**TASK TO COMPLETE:**
Write out the data below in full, please. Keep every character as given.
----
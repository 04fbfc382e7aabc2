use std::fs::{create_dir, rename, File};
use std::io::{self, BufWriter, Write};
use std::path::{Path, PathBuf};

use chrono::Utc;
use thiserror::Error;

use crate::e621::sender::entries::PostEntry;

/// Name of the metadata record written into every session directory.
pub(crate) const METADATA_NAME: &str = "posts_metadata.json";

#[derive(Error, Debug)]
pub(crate) enum SessionError {
    #[error("session directory {0} already exists")]
    AlreadyExists(PathBuf),

    #[error("IO error: {0}")]
    Io(#[from] io::Error),

    #[error("unable to serialize metadata: {0}")]
    Serialize(#[from] serde_json::Error),
}

/// The directory a single scrape writes into, named by the scrape's start time.
#[derive(Debug, Clone)]
pub(crate) struct Session {
    directory: PathBuf,
    started_at: i64,
}

impl Session {
    /// Creates the session directory for a scrape starting now.
    pub(crate) fn create(working_directory: &Path) -> Result<Self, SessionError> {
        Self::create_at(working_directory, Utc::now().timestamp())
    }

    /// Creates `<working_directory>/<timestamp>`. An existing directory is never reused.
    pub(crate) fn create_at(working_directory: &Path, timestamp: i64) -> Result<Self, SessionError> {
        let directory = working_directory.join(timestamp.to_string());
        match create_dir(&directory) {
            Ok(()) => {}
            Err(err) if err.kind() == io::ErrorKind::AlreadyExists => {
                return Err(SessionError::AlreadyExists(directory));
            }
            Err(err) => return Err(err.into()),
        }

        info!("Session folder created: {}", directory.display());
        Ok(Session {
            directory,
            started_at: timestamp,
        })
    }

    pub(crate) fn directory(&self) -> &Path {
        &self.directory
    }

    pub(crate) fn started_at(&self) -> i64 {
        self.started_at
    }

    pub(crate) fn metadata_path(&self) -> PathBuf {
        self.directory.join(METADATA_NAME)
    }
}

/// Persists the post list of a finished scrape.
pub(crate) struct SessionWriter<'a> {
    session: &'a Session,
}

impl<'a> SessionWriter<'a> {
    pub(crate) fn new(session: &'a Session) -> Self {
        SessionWriter { session }
    }

    /// Writes every post, downloadable or not, as pretty printed JSON in one go.
    ///
    /// The record is written beside its final name and renamed into place, so a reader never
    /// sees a half written file.
    pub(crate) fn write(&self, posts: &[PostEntry]) -> Result<PathBuf, SessionError> {
        let path = self.session.metadata_path();
        let staging = path.with_extension("json.tmp");

        {
            let mut writer = BufWriter::new(File::create(&staging)?);
            serde_json::to_writer_pretty(&mut writer, posts)?;
            writer.flush()?;
        }
        rename(&staging, &path)?;

        trace!("Wrote metadata for {} posts to {}", posts.len(), path.display());
        Ok(path)
    }
}

#[cfg(test)]
mod tests {
    use std::fs::{read_dir, read_to_string};

    use tempfile::tempdir;

    use super::*;
    use crate::e621::sender::entries::test_post;

    #[test]
    fn test_session_directory_named_by_timestamp() {
        let dir = tempdir().unwrap();
        let session = Session::create_at(dir.path(), 1_700_000_000).unwrap();
        assert_eq!(session.directory(), dir.path().join("1700000000"));
        assert!(session.directory().is_dir());
        assert_eq!(session.started_at(), 1_700_000_000);
    }

    #[test]
    fn test_session_is_never_reused() {
        let dir = tempdir().unwrap();
        Session::create_at(dir.path(), 42).unwrap();
        assert!(matches!(Session::create_at(dir.path(), 42), Err(SessionError::AlreadyExists(_))));
    }

    #[test]
    fn test_missing_working_directory_fails() {
        let dir = tempdir().unwrap();
        let result = Session::create_at(&dir.path().join("missing"), 1);
        assert!(matches!(result, Err(SessionError::Io(_))));
    }

    #[test]
    fn test_writes_all_posts() {
        let dir = tempdir().unwrap();
        let session = Session::create_at(dir.path(), 7).unwrap();
        let posts = vec![
            test_post(1, Some("https://example.net/a.png"), 10),
            test_post(2, None, 0),
        ];

        let path = SessionWriter::new(&session).write(&posts).unwrap();
        assert_eq!(path, session.metadata_path());

        let written: Vec<PostEntry> = serde_json::from_str(&read_to_string(&path).unwrap()).unwrap();
        assert_eq!(written, posts);
        assert!(read_to_string(&path).unwrap().contains("\n    "));
        assert_eq!(read_dir(session.directory()).unwrap().count(), 1);
    }
}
----
**YOUR RESPONSE:**
repository 04fbfc382e7aabc2
use std::fs::{create_dir, rename, File};
use std::io::{self, BufWriter, Write};
use std::path::{Path, PathBuf};

use chrono::Utc;
use thiserror::Error;

use crate::e621::sender::entries::PostEntry;

/// Name of the metadata record written into every session directory.
pub(crate) const METADATA_NAME: &str = "posts_metadata.json";

#[derive(Error, Debug)]
pub(crate) enum SessionError {
    #[error("session directory {0} already exists")]
    AlreadyExists(PathBuf),

    #[error("IO error: {0}")]
    Io(#[from] io::Error),

    #[error("unable to serialize metadata: {0}")]
    Serialize(#[from] serde_json::Error),
}

/// The directory a single scrape writes into, named by the scrape's start time.
#[derive(Debug, Clone)]
pub(crate) struct Session {
    directory: PathBuf,
    started_at: i64,
}

impl Session {
    /// Creates the session directory for a scrape starting now.
    pub(crate) fn create(working_directory: &Path) -> Result<Self, SessionError> {
        Self::create_at(working_directory, Utc::now().timestamp())
    }

    /// Creates `<working_directory>/<timestamp>`. An existing directory is never reused.
    pub(crate) fn create_at(working_directory: &Path, timestamp: i64) -> Result<Self, SessionError> {
        let directory = working_directory.join(timestamp.to_string());
        match create_dir(&directory) {
            Ok(()) => {}
            Err(err) if err.kind() == io::ErrorKind::AlreadyExists => {
                return Err(SessionError::AlreadyExists(directory));
            }
            Err(err) => return Err(err.into()),
        }

        info!("Session folder created: {}", directory.display());
        Ok(Session {
            directory,
            started_at: timestamp,
        })
    }

    pub(crate) fn directory(&self) -> &Path {
        &self.directory
    }

    pub(crate) fn started_at(&self) -> i64 {
        self.started_at
    }

    pub(crate) fn metadata_path(&self) -> PathBuf {
        self.directory.join(METADATA_NAME)
    }
}

/// Persists the post list of a finished scrape.
pub(crate) struct SessionWriter<'a> {
    session: &'a Session,
}

impl<'a> SessionWriter<'a> {
    pub(crate) fn new(session: &'a Session) -> Self {
        SessionWriter { session }
    }

    /// Writes every post, downloadable or not, as pretty printed JSON in one go.
    ///
    /// The record is written beside its final name and renamed into place, so a reader never
    /// sees a half written file.
    pub(crate) fn write(&self, posts: &[PostEntry]) -> Result<PathBuf, SessionError> {
        let path = self.session.metadata_path();
        let staging = path.with_extension("json.tmp");

        {
            let mut writer = BufWriter::new(File::create(&staging)?);
            serde_json::to_writer_pretty(&mut writer, posts)?;
            writer.flush()?;
        }
        rename(&staging, &path)?;

        trace!("Wrote metadata for {} posts to {}", posts.len(), path.display());
        Ok(path)
    }
}

#[cfg(test)]
mod tests {
    use std::fs::{read_dir, read_to_string};

    use tempfile::tempdir;

    use super::*;
    use crate::e621::sender::entries::test_post;

    #[test]
    fn test_session_directory_named_by_timestamp() {
        let dir = tempdir().unwrap();
        let session = Session::create_at(dir.path(), 1_700_000_000).unwrap();
        assert_eq!(session.directory(), dir.path().join("1700000000"));
        assert!(session.directory().is_dir());
        assert_eq!(session.started_at(), 1_700_000_000);
    }

    #[test]
    fn test_session_is_never_reused() {
        let dir = tempdir().unwrap();
        Session::create_at(dir.path(), 42).unwrap();
        assert!(matches!(Session::create_at(dir.path(), 42), Err(SessionError::AlreadyExists(_))));
    }

    #[test]
    fn test_missing_working_directory_fails() {
        let dir = tempdir().unwrap();
        let result = Session::create_at(&dir.path().join("missing"), 1);
        assert!(matches!(result, Err(SessionError::Io(_))));
    }

    #[test]
    fn test_writes_all_posts() {
        let dir = tempdir().unwrap();
        let session = Session::create_at(dir.path(), 7).unwrap();
        let posts = vec![
            test_post(1, Some("https://example.net/a.png"), 10),
            test_post(2, None, 0),
        ];

        let path = SessionWriter::new(&session).write(&posts).unwrap();
        assert_eq!(path, session.metadata_path());

        let written: Vec<PostEntry> = serde_json::from_str(&read_to_string(&path).unwrap()).unwrap();
        assert_eq!(written, posts);
        assert!(read_to_string(&path).unwrap().contains("\n    "));
        assert_eq!(read_dir(session.directory()).unwrap().count(), 1);
    }
}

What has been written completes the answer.